Exercise – Repeat verbatim the lines of the data below, beginning with the line containing "log contributes zero." and continuing to the end.

---------------

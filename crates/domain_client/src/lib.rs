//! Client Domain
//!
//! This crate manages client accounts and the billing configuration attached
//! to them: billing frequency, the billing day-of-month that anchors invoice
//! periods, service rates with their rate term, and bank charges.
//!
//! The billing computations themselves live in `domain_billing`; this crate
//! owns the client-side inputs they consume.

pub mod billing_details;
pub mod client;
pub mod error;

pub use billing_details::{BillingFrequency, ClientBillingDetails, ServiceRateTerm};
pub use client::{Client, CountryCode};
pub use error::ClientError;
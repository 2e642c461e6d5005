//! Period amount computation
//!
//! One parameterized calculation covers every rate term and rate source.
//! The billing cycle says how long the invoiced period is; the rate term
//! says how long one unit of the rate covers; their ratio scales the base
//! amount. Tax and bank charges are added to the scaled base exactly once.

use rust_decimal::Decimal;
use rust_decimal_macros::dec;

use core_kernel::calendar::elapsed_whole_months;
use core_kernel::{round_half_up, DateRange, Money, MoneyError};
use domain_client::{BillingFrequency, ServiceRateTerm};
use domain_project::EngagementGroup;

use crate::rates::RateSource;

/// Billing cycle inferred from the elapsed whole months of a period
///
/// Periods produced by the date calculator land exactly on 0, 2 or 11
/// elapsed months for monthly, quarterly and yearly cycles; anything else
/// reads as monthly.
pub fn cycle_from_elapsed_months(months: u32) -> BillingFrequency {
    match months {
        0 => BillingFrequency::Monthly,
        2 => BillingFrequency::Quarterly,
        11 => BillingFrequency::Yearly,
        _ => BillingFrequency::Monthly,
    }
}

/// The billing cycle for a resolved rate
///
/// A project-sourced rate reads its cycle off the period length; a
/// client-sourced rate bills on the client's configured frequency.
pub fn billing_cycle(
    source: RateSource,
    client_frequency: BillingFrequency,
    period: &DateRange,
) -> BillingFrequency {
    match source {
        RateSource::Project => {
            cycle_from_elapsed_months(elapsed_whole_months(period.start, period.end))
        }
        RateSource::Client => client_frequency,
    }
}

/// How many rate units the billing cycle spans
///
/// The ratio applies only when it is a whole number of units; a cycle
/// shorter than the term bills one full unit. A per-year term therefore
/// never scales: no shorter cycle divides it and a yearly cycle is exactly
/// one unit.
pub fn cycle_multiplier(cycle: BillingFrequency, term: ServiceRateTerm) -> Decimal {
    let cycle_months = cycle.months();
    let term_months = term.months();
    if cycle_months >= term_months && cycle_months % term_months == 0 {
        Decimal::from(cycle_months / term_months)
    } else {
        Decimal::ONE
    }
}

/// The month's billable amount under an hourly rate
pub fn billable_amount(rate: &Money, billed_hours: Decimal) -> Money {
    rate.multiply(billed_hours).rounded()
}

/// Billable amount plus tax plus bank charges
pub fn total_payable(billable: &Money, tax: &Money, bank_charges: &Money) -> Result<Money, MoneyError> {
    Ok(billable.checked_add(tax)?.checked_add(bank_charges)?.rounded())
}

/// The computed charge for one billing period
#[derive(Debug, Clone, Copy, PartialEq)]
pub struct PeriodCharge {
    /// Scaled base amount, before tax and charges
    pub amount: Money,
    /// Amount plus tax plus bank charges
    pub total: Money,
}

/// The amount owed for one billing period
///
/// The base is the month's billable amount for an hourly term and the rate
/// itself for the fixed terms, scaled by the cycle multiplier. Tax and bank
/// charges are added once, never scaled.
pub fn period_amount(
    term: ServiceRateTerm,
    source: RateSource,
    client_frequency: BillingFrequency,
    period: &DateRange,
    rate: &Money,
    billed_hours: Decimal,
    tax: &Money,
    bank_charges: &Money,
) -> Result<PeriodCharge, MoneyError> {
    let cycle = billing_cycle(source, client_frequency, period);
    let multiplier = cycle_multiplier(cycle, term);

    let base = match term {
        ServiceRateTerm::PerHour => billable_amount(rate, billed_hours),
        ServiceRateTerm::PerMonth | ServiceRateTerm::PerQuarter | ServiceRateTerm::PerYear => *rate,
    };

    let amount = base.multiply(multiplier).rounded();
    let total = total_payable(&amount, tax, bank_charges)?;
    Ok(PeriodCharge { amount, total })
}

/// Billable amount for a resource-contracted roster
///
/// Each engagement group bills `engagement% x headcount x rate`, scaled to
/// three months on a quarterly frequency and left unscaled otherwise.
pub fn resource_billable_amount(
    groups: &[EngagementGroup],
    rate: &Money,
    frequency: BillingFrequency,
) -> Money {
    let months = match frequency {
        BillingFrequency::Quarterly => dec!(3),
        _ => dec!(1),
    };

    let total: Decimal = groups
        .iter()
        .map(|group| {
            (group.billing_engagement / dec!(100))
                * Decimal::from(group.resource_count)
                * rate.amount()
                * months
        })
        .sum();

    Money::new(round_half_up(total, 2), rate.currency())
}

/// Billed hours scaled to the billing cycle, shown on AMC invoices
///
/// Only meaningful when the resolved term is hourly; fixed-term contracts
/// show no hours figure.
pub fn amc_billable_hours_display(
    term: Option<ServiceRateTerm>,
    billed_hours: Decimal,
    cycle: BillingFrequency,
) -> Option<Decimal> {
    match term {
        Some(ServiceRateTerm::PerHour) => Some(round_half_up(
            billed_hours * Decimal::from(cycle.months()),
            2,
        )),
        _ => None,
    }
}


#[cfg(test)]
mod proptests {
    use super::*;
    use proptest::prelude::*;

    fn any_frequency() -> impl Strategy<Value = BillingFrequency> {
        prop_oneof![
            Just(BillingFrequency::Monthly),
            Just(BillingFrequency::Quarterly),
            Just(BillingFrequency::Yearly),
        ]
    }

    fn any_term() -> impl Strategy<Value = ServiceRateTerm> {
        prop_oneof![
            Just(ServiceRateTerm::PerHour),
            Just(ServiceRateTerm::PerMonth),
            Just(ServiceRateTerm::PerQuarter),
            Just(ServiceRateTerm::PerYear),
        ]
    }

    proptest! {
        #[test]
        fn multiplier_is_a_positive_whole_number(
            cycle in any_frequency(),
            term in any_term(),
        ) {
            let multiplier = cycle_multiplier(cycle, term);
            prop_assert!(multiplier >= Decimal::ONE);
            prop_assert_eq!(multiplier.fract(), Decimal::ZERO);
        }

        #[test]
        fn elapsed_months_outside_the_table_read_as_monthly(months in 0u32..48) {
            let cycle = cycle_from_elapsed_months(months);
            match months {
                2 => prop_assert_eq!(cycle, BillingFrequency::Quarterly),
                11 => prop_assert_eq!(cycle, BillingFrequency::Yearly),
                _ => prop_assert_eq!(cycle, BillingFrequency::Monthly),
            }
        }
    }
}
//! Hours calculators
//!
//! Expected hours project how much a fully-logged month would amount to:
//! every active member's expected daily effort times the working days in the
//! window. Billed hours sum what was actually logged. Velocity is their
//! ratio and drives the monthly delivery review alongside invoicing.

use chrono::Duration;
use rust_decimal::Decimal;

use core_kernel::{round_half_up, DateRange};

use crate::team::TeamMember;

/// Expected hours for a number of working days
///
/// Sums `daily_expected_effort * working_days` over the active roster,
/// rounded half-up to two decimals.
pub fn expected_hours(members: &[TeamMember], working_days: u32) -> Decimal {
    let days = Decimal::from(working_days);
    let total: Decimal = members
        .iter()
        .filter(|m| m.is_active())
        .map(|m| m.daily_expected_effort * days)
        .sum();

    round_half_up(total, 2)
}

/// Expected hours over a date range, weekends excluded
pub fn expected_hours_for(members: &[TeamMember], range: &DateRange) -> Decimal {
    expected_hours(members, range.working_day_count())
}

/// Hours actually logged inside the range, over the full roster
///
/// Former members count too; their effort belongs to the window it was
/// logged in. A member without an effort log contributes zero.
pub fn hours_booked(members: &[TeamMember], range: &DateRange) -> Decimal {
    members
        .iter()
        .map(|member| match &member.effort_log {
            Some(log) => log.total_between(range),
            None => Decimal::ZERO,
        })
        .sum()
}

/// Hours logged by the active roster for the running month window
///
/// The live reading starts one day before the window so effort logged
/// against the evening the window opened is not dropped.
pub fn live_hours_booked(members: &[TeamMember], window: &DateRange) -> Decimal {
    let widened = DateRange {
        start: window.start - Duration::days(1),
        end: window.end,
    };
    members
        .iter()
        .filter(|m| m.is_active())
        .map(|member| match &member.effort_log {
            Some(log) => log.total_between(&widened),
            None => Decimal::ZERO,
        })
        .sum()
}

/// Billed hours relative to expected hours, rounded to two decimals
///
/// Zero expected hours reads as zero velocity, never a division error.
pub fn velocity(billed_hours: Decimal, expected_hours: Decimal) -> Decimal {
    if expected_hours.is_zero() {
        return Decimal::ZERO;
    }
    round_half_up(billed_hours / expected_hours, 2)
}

---------------

Result of the task –
/// logged in. A member without an effort log contributes zero.
pub fn hours_booked(members: &[TeamMember], range: &DateRange) -> Decimal {
    members
        .iter()
        .map(|member| match &member.effort_log {
            Some(log) => log.total_between(range),
            None => Decimal::ZERO,
        })
        .sum()
}

/// Hours logged by the active roster for the running month window
///
/// The live reading starts one day before the window so effort logged
/// against the evening the window opened is not dropped.
pub fn live_hours_booked(members: &[TeamMember], window: &DateRange) -> Decimal {
    let widened = DateRange {
        start: window.start - Duration::days(1),
        end: window.end,
    };
    members
        .iter()
        .filter(|m| m.is_active())
        .map(|member| match &member.effort_log {
            Some(log) => log.total_between(&widened),
            None => Decimal::ZERO,
        })
        .sum()
}

/// Billed hours relative to expected hours, rounded to two decimals
///
/// Zero expected hours reads as zero velocity, never a division error.
pub fn velocity(billed_hours: Decimal, expected_hours: Decimal) -> Decimal {
    if expected_hours.is_zero() {
        return Decimal::ZERO;
    }
    round_half_up(billed_hours / expected_hours, 2)
}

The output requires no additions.